Koduvila is a village near Ashtamudi Lake in East-Kallada, Kollam district, Kerala, India. It shares a boundary with Munroe Island, and is near Chittumala.

==Landmarks==

Landmarks in Koduvila include St. Francis Xavier Church, which is one of the oldest Latin catholic churches in Kollam, St. Elias Church, St. Francis Upper Primary School, Koduvila, which was established in 1870, Rural School, Koduvila Post Office, Shiva temple (Kodiyattu junction), Upaharamatha Hospital and Idiyakkadavu bridge which connect it to Munroe Island.

==Tourism==

Koduvila's primary tourist draw is the Ashtamudi Lake, which surrounds most parts of the village.
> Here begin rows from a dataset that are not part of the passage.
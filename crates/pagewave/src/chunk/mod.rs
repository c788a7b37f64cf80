mod error;
mod interface;
mod runner;

pub use error::*;
pub use interface::*;
pub use runner::*;
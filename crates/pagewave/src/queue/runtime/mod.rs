#[cfg(feature = "async-smol")]
mod smol;
#[cfg(feature = "async-tokio")]
mod tokio;

#[cfg(feature = "async-smol")]
pub use self::smol::*;
#[cfg(feature = "async-tokio")]
pub use self::tokio::*;
use core::future::Future;

/// A remote collection that is fetched one page at a time.
///
/// The total number of pages is not known up front. It is derived from the
/// first page's response through [`PageSource::total_requests`], and every
/// response is flattened into records through [`PageSource::records`]. This
/// keeps the transport shape of a response decoupled from how pages are
/// aggregated.
pub trait PageSource {
    /// Raw response for a single page.
    type Response;
    /// Item type collected across pages.
    type Record;
    /// Error returned by a failed page request.
    type Error;

    /// Requests the page at the zero-based `index`.
    fn request(&self, index: usize) -> impl Future<Output = Result<Self::Response, Self::Error>>;

    /// Total number of page requests needed to cover the collection.
    ///
    /// Only ever called with the response to page `0`. Rounding is the
    /// implementor's concern; the value is used as returned.
    fn total_requests(&self, first: &Self::Response) -> usize;

    /// Projects a response into its ordered records.
    fn records(&self, response: Self::Response) -> Vec<Self::Record>;
}

/// A [`PageSource`] assembled from three closures.
///
/// # Example
///
/// ```
/// use pagewave::{ChunkedRequestRunner, FnPageSource};
///
/// let source = FnPageSource::new(
///     |index: usize| async move { Ok::<_, core::convert::Infallible>(vec![index; 2]) },
///     |_first: &Vec<usize>| 3,
///     |page: Vec<usize>| page,
/// );
///
/// let records = futures::executor::block_on(ChunkedRequestRunner::new(2).run(&source)).unwrap();
/// assert_eq!(records, vec![0, 0, 1, 1, 2, 2]);
/// ```
pub struct FnPageSource<M, T, G> {
    make_request: M,
    total_requests: T,
    records: G,
}

impl<M, T, G> FnPageSource<M, T, G> {
    /// Creates a source from a request function and the two projections.
    pub const fn new(make_request: M, total_requests: T, records: G) -> Self {
        Self {
            make_request,
            total_requests,
            records,
        }
    }
}

impl<M, Fut, T, G, Resp, Rec, E> PageSource for FnPageSource<M, T, G>
where
    M: Fn(usize) -> Fut,
    Fut: Future<Output = Result<Resp, E>>,
    T: Fn(&Resp) -> usize,
    G: Fn(Resp) -> Vec<Rec>,
{
    type Response = Resp;
    type Record = Rec;
    type Error = E;

    fn request(&self, index: usize) -> impl Future<Output = Result<Resp, E>> {
        (self.make_request)(index)
    }

    fn total_requests(&self, first: &Resp) -> usize {
        (self.total_requests)(first)
    }

    fn records(&self, response: Resp) -> Vec<Rec> {
        (self.records)(response)
    }
}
The proximity of another tourist spot viz Munroe Island has contributed much to the development of this village. Tourism is still undeveloped due to a lack of infrastructure such as hotels and home stays. The nearest airport is the Thiruvananthapuram International Airport. The nearest railway station is at Kollam. There is also a small railway station in Munroe Island (4 km).